In the revolutionary war to overthrow the U.S.-backed Bautista dictatorship, Che eventually reached the rank of Comandante in Cuba's Rebel Army. He led a column of guerrilla fighters across Cuba in the final march and assault that caused the final defeat and overthrow of the dictatorship.

Che became a leader and creator of revolutionary guerrilla theory and practice, Although he was a medical doctor by training, Che was also a talented writer by vocation and became a noted chronicler of his youthful escapades and of the Cuban revolution, becoming an internationalist practitioner of what he preached.

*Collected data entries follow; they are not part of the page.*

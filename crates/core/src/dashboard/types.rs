//! Dashboard view model types.

use std::collections::HashMap;

use serde::Serialize;

use penny_client::api::{NewAccount, NewFolder, NewTransaction};
use penny_shared::types::{Account, AccountId, Folder, InsightBundle, InsightGroup};

use super::error::DashboardError;

/// Fetch status of one account's enrichment data.
#[derive(Debug, Clone, Copy, PartialEq, Eq, Serialize)]
#[serde(rename_all = "snake_case")]
pub enum EnrichmentStatus {
    /// A fetch is in flight (or queued) for the current round.
    Pending,
    /// The latest fetch succeeded and `insights` holds its payload.
    Ok,
    /// The latest fetch failed; `insights` keeps any earlier payload.
    Failed,
}

/// Enrichment data and fetch status for one account.
#[derive(Debug, Clone, Serialize)]
pub struct EnrichmentEntry {
    /// Outcome of the most recent fetch.
    pub status: EnrichmentStatus,
    /// Insight payload from the most recent successful fetch, if any.
    pub insights: Option<InsightBundle>,
}

impl EnrichmentEntry {
    /// A fresh entry awaiting its first result.
    #[must_use]
    pub const fn pending() -> Self {
        Self {
            status: EnrichmentStatus::Pending,
            insights: None,
        }
    }
}

/// The merged dashboard view model.
///
/// Presentation consumers read this; they never mutate it directly.
#[derive(Debug, Clone, Serialize)]
pub struct DashboardViewModel {
    /// Folders with nested accounts.
    pub folders: Vec<Folder>,
    /// Flat list of all accounts, in snapshot order.
    pub accounts: Vec<Account>,
    /// Dashboard-level insight bundles from the snapshot.
    pub total_insights: Vec<InsightGroup>,
    /// Per-account enrichment data keyed by account ID.
    ///
    /// Never contains an entry for an account absent from `accounts`.
    pub enrichment: HashMap<AccountId, EnrichmentEntry>,
}

impl DashboardViewModel {
    /// Returns soft per-account failures from the latest enrichment round.
    #[must_use]
    pub fn failed_enrichments(&self) -> Vec<DashboardError> {
        let mut failed: Vec<AccountId> = self
            .enrichment
            .iter()
            .filter(|(_, entry)| entry.status == EnrichmentStatus::Failed)
            .map(|(id, _)| *id)
            .collect();
        failed.sort_unstable();
        failed
            .into_iter()
            .map(DashboardError::EnrichmentFailed)
            .collect()
    }

    /// Checks the view model invariants: every enrichment entry refers to a
    /// listed account, and every listed account appears exactly once under
    /// its owning folder.
    #[must_use]
    pub fn is_consistent(&self) -> bool {
        let listed: std::collections::HashSet<AccountId> =
            self.accounts.iter().map(|a| a.id).collect();

        if !self.enrichment.keys().all(|id| listed.contains(id)) {
            return false;
        }

        self.accounts.iter().all(|account| {
            let appearances = self
                .folders
                .iter()
                .flat_map(|folder| &folder.accounts)
                .filter(|nested| nested.id == account.id)
                .count();
            appearances == 1
        })
    }
}

/// Whether a dashboard has been loaded yet.
#[derive(Debug, Clone, Default, Serialize)]
pub enum ViewState {
    /// No snapshot has ever been applied.
    #[default]
    Unloaded,
    /// A snapshot is loaded; enrichment may still be in flight.
    Loaded(DashboardViewModel),
}

impl ViewState {
    /// Returns the view model, if one is loaded.
    #[must_use]
    pub fn view(&self) -> Option<&DashboardViewModel> {
        match self {
            Self::Unloaded => None,
            Self::Loaded(view) => Some(view),
        }
    }

    /// Returns `true` once a snapshot has been applied.
    #[must_use]
    pub fn is_loaded(&self) -> bool {
        matches!(self, Self::Loaded(_))
    }
}

/// The kind of entity a mutation creates.
#[derive(Debug, Clone, Copy, PartialEq, Eq)]
pub enum MutationKind {
    /// Folder creation.
    Folder,
    /// Account creation.
    Account,
    /// Transaction creation.
    Transaction,
}

impl std::fmt::Display for MutationKind {
    fn fmt(&self, f: &mut std::fmt::Formatter<'_>) -> std::fmt::Result {
        let label = match self {
            Self::Folder => "folder",
            Self::Account => "account",
            Self::Transaction => "transaction",
        };
        f.write_str(label)
    }
}

/// A write the user asked for, delegated to the backend as-is.
#[derive(Debug, Clone)]
pub enum Mutation {
    /// Create a folder.
    Folder(NewFolder),
    /// Create an account.
    Account(NewAccount),
    /// Record a transaction.
    Transaction(NewTransaction),
}

impl Mutation {
    /// Returns the kind of entity this mutation creates.
    #[must_use]
    pub const fn kind(&self) -> MutationKind {
        match self {
            Self::Folder(_) => MutationKind::Folder,
            Self::Account(_) => MutationKind::Account,
            Self::Transaction(_) => MutationKind::Transaction,
        }
    }
}
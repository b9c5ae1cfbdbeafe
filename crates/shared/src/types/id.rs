//! Typed IDs for type-safe entity references.
//!
//! The backend assigns integer IDs from per-user counters. Wrapping them in
//! newtypes prevents accidentally passing an `AccountId` where a `FolderId`
//! is expected.

use serde::{Deserialize, Serialize};

/// Macro to generate typed ID wrappers over the backend's integer IDs.
macro_rules! typed_id {
    ($name:ident, $doc:expr) => {
        #[doc = $doc]
        #[derive(Debug, Clone, Copy, PartialEq, Eq, Hash, PartialOrd, Ord, Serialize, Deserialize)]
        #[serde(transparent)]
        pub struct $name(pub i64);

        impl $name {
            /// Creates an ID from a raw backend integer.
            #[must_use]
            pub const fn new(raw: i64) -> Self {
                Self(raw)
            }

            /// Returns the inner integer.
            #[must_use]
            pub const fn into_inner(self) -> i64 {
                self.0
            }
        }

        impl std::fmt::Display for $name {
            fn fmt(&self, f: &mut std::fmt::Formatter<'_>) -> std::fmt::Result {
                write!(f, "{}", self.0)
            }
        }

        impl From<i64> for $name {
            fn from(raw: i64) -> Self {
                Self(raw)
            }
        }
    };
}

typed_id!(FolderId, "Unique identifier for a folder.");
typed_id!(AccountId, "Unique identifier for an account.");
typed_id!(TransactionId, "Unique identifier for a transaction.");

/// Opaque identifier for a user.
///
/// Always passed explicitly; operations that require one reject empty values.
#[derive(Debug, Clone, PartialEq, Eq, Hash, Serialize, Deserialize)]
#[serde(transparent)]
pub struct UserId(String);

impl UserId {
    /// Creates a user ID from a string.
    #[must_use]
    pub fn new(raw: impl Into<String>) -> Self {
        Self(raw.into())
    }

    /// Returns the ID as a string slice.
    #[must_use]
    pub fn as_str(&self) -> &str {
        &self.0
    }

    /// Returns `true` if the ID is empty.
    #[must_use]
    pub fn is_empty(&self) -> bool {
        self.0.is_empty()
    }
}

impl std::fmt::Display for UserId {
    fn fmt(&self, f: &mut std::fmt::Formatter<'_>) -> std::fmt::Result {
        write!(f, "{}", self.0)
    }
}

impl From<&str> for UserId {
    fn from(raw: &str) -> Self {
        Self(raw.to_owned())
    }
}
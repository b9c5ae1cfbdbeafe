//! Core aggregation logic for Penny.
//!
//! This crate owns the merged dashboard view model and the refresh
//! sequencing that keeps it consistent: one primary snapshot fetch composed
//! with per-account enrichment fetches, surviving partial failures and
//! overlapping refreshes.
//!
//! # Modules
//!
//! - `dashboard` - View model, merge rules, and the `DashboardAggregator`

pub mod dashboard;

pub use dashboard::{
    DashboardAggregator, DashboardError, DashboardViewModel, EnrichmentEntry, EnrichmentStatus,
    Mutation, MutationKind, ViewState,
};
//! # Chiavi (Account Authentication Core)
//!
//! `chiavi` is the credential and token lifecycle engine behind a standard
//! email/password authentication service: registration, credential
//! verification, session-token issuance, email-code verification, password
//! reset, and brute-force lockout.
//!
//! ## State Model
//!
//! Each [`account::Account`] carries its own authentication state: the
//! password hash, a single outstanding email-verification code, a single
//! outstanding password-reset code, the active refresh token, and the
//! failed-attempt counter with its lock timestamp.
//!
//! - **Codes** are 6-digit numeric secrets, single-use, bound to one purpose
//!   and one expiry. Issuing a new code of a kind invalidates the previous
//!   one unconditionally.
//! - **Email verification** transitions once, irreversibly, from unverified
//!   to verified.
//! - **Refresh tokens** are signed and additionally persisted on the account,
//!   so logout revokes them immediately. Access tokens stay stateless and
//!   expire naturally.
//! - **Lockout** trips after repeated failed logins and clears lazily once
//!   the lock window has elapsed; no background sweep exists.
//!
//! ## Enumeration Resistance
//!
//! `validate_credentials` never distinguishes an unknown email from a wrong
//! password, and `forgot_password` returns the identical acknowledgment
//! whether or not the address is registered.
//!
//! ## Wiring
//!
//! The engine receives its collaborators (account store, mail sender, audit
//! recorder, token issuer) as explicit constructor parameters, so tests can
//! substitute the in-memory store and capturing fakes.

pub mod account;
pub mod audit;
pub mod code;
pub mod config;
pub mod email;
pub mod engine;
pub mod error;
pub mod password;
pub mod store;
pub mod token;

pub use account::{Account, AccountDraft, AccountPatch, PublicProfile};
pub use config::AuthConfig;
pub use engine::AccountEngine;
pub use error::AuthError;
pub use token::TokenIssuer;
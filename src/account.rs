//! The account entity and the narrow views around it.

use chrono::{DateTime, Utc};
use serde::Serialize;
use uuid::Uuid;

/// A persisted account: identity, credential, and verification/abuse state.
///
/// A verification or reset code is always paired with its expiry; the two
/// are set and cleared together via [`AccountPatch`].
#[derive(Clone, Debug)]
pub struct Account {
    pub id: Uuid,
    pub email: String,
    pub password_hash: String,
    pub first_name: String,
    pub last_name: String,
    pub is_email_verified: bool,
    pub email_verification_code: Option<String>,
    pub email_verification_expires: Option<DateTime<Utc>>,
    pub password_reset_code: Option<String>,
    pub password_reset_expires: Option<DateTime<Utc>>,
    pub refresh_token: Option<String>,
    pub refresh_token_expires: Option<DateTime<Utc>>,
    pub failed_login_attempts: i32,
    pub locked_until: Option<DateTime<Utc>>,
    pub is_active: bool,
    pub created_at: DateTime<Utc>,
    pub updated_at: DateTime<Utc>,
}

impl Account {
    /// Whether the lock is still in force at `now`. A `locked_until` in the
    /// past counts as unlocked; the engine clears the stale fields lazily.
    #[must_use]
    pub fn is_locked(&self, now: DateTime<Utc>) -> bool {
        self.locked_until.is_some_and(|until| until > now)
    }

    #[must_use]
    pub fn public_profile(&self) -> PublicProfile {
        PublicProfile {
            id: self.id,
            email: self.email.clone(),
            first_name: self.first_name.clone(),
            last_name: self.last_name.clone(),
            is_email_verified: self.is_email_verified,
            is_active: self.is_active,
        }
    }

    pub(crate) fn apply(&mut self, patch: AccountPatch, now: DateTime<Utc>) {
        if let Some(hash) = patch.password_hash {
            self.password_hash = hash;
        }
        if let Some(verified) = patch.is_email_verified {
            self.is_email_verified = verified;
        }
        if let Some(verification) = patch.email_verification {
            match verification {
                Some((code, expires)) => {
                    self.email_verification_code = Some(code);
                    self.email_verification_expires = Some(expires);
                }
                None => {
                    self.email_verification_code = None;
                    self.email_verification_expires = None;
                }
            }
        }
        if let Some(reset) = patch.password_reset {
            match reset {
                Some((code, expires)) => {
                    self.password_reset_code = Some(code);
                    self.password_reset_expires = Some(expires);
                }
                None => {
                    self.password_reset_code = None;
                    self.password_reset_expires = None;
                }
            }
        }
        if let Some(session) = patch.refresh_token {
            match session {
                Some((token, expires)) => {
                    self.refresh_token = Some(token);
                    self.refresh_token_expires = Some(expires);
                }
                None => {
                    self.refresh_token = None;
                    self.refresh_token_expires = None;
                }
            }
        }
        if let Some(attempts) = patch.failed_login_attempts {
            self.failed_login_attempts = attempts;
        }
        if let Some(locked_until) = patch.locked_until {
            self.locked_until = locked_until;
        }
        if let Some(active) = patch.is_active {
            self.is_active = active;
        }
        self.updated_at = now;
    }
}

/// Fields needed to create an account. The store assigns id and timestamps;
/// new accounts always start unverified, unlocked, and active.
#[derive(Clone, Debug)]
pub struct AccountDraft {
    pub email: String,
    pub password_hash: String,
    pub first_name: String,
    pub last_name: String,
    pub email_verification_code: String,
    pub email_verification_expires: DateTime<Utc>,
}

/// The safe-to-return view of an account: never the hash, codes, or tokens.
#[derive(Clone, Debug, PartialEq, Eq, Serialize)]
pub struct PublicProfile {
    pub id: Uuid,
    pub email: String,
    pub first_name: String,
    pub last_name: String,
    pub is_email_verified: bool,
    pub is_active: bool,
}

/// Partial update applied atomically to a single account.
///
/// Outer `Option` means "leave untouched"; the inner `Option` on nullable
/// fields means "set" vs "clear". Codes travel with their expiry in one
/// tuple so neither can be written without the other.
#[derive(Clone, Debug, Default)]
pub struct AccountPatch {
    pub password_hash: Option<String>,
    pub is_email_verified: Option<bool>,
    pub email_verification: Option<Option<(String, DateTime<Utc>)>>,
    pub password_reset: Option<Option<(String, DateTime<Utc>)>>,
    pub refresh_token: Option<Option<(String, DateTime<Utc>)>>,
    pub failed_login_attempts: Option<i32>,
    pub locked_until: Option<Option<DateTime<Utc>>>,
    pub is_active: Option<bool>,
}

impl AccountPatch {
    /// Replace the outstanding verification code; any prior one stops
    /// matching immediately.
    #[must_use]
    pub fn verification_code(code: String, expires: DateTime<Utc>) -> Self {
        Self {
            email_verification: Some(Some((code, expires))),
            ..Self::default()
        }
    }

    /// Mark the email verified and consume the code. Irreversible.
    #[must_use]
    pub fn email_verified() -> Self {
        Self {
            is_email_verified: Some(true),
            email_verification: Some(None),
            ..Self::default()
        }
    }

    #[must_use]
    pub fn reset_code(code: String, expires: DateTime<Utc>) -> Self {
        Self {
            password_reset: Some(Some((code, expires))),
            ..Self::default()
        }
    }

    /// Swap in the new credential and consume the reset code in one write.
    #[must_use]
    pub fn password_reset_applied(password_hash: String) -> Self {
        Self {
            password_hash: Some(password_hash),
            password_reset: Some(None),
            ..Self::default()
        }
    }

    #[must_use]
    pub fn refresh_session(token: String, expires: DateTime<Utc>) -> Self {
        Self {
            refresh_token: Some(Some((token, expires))),
            ..Self::default()
        }
    }

    #[must_use]
    pub fn session_cleared() -> Self {
        Self {
            refresh_token: Some(None),
            ..Self::default()
        }
    }

    /// Record a failed login attempt, optionally tripping the lock.
    #[must_use]
    pub fn failed_attempt(attempts: i32, locked_until: Option<DateTime<Utc>>) -> Self {
        Self {
            failed_login_attempts: Some(attempts),
            locked_until: Some(locked_until),
            ..Self::default()
        }
    }

    /// Clear the counter and the lock together.
    #[must_use]
    pub fn attempts_cleared() -> Self {
        Self {
            failed_login_attempts: Some(0),
            locked_until: Some(None),
            ..Self::default()
        }
    }

    #[must_use]
    pub fn deactivated() -> Self {
        Self {
            is_active: Some(false),
            ..Self::default()
        }
    }
}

Ernesto Che Guevara was a multifaceted and selfless individual in the revolutionary world movements. In Cuba, Che became an economist, helping lead a socialist re-organization of the Cuban economy, participated and lead in the development of volunteer workers the sugarcane fields and other sectors to become and shape, as part of a shared vision, the "new man and woman." As a representative of the Cuban revolution, he traveled to Third World countries developing both economic and political relationships to ensure the success of the Cuban revolution and national liberation movements worldwide.

In these new travels, Che reinvigorated his commitment to international solidarity and revolutionary movement-building. he helped organize Cuban internationalist support and eventually spent almost one year leading a guerrilla war with an African liberation movement in the Congo.

In Africa, he continued developing the vision and the members of what would become Che's most well-known and final initiative of creating an internationalist liberation army and movement in Bolivia in 1966. Che lead a small column of guerrillas in the mountains of Bolivia, engaged in several skirmishes and battles but eventually would be surrounded and captured one October 8, 1967. He was executed shortly after capture and the rest is Che history.

Si Che viviera, con los Zapatistas estuviera


If Che were alive, he'd be at the Zapatistas side.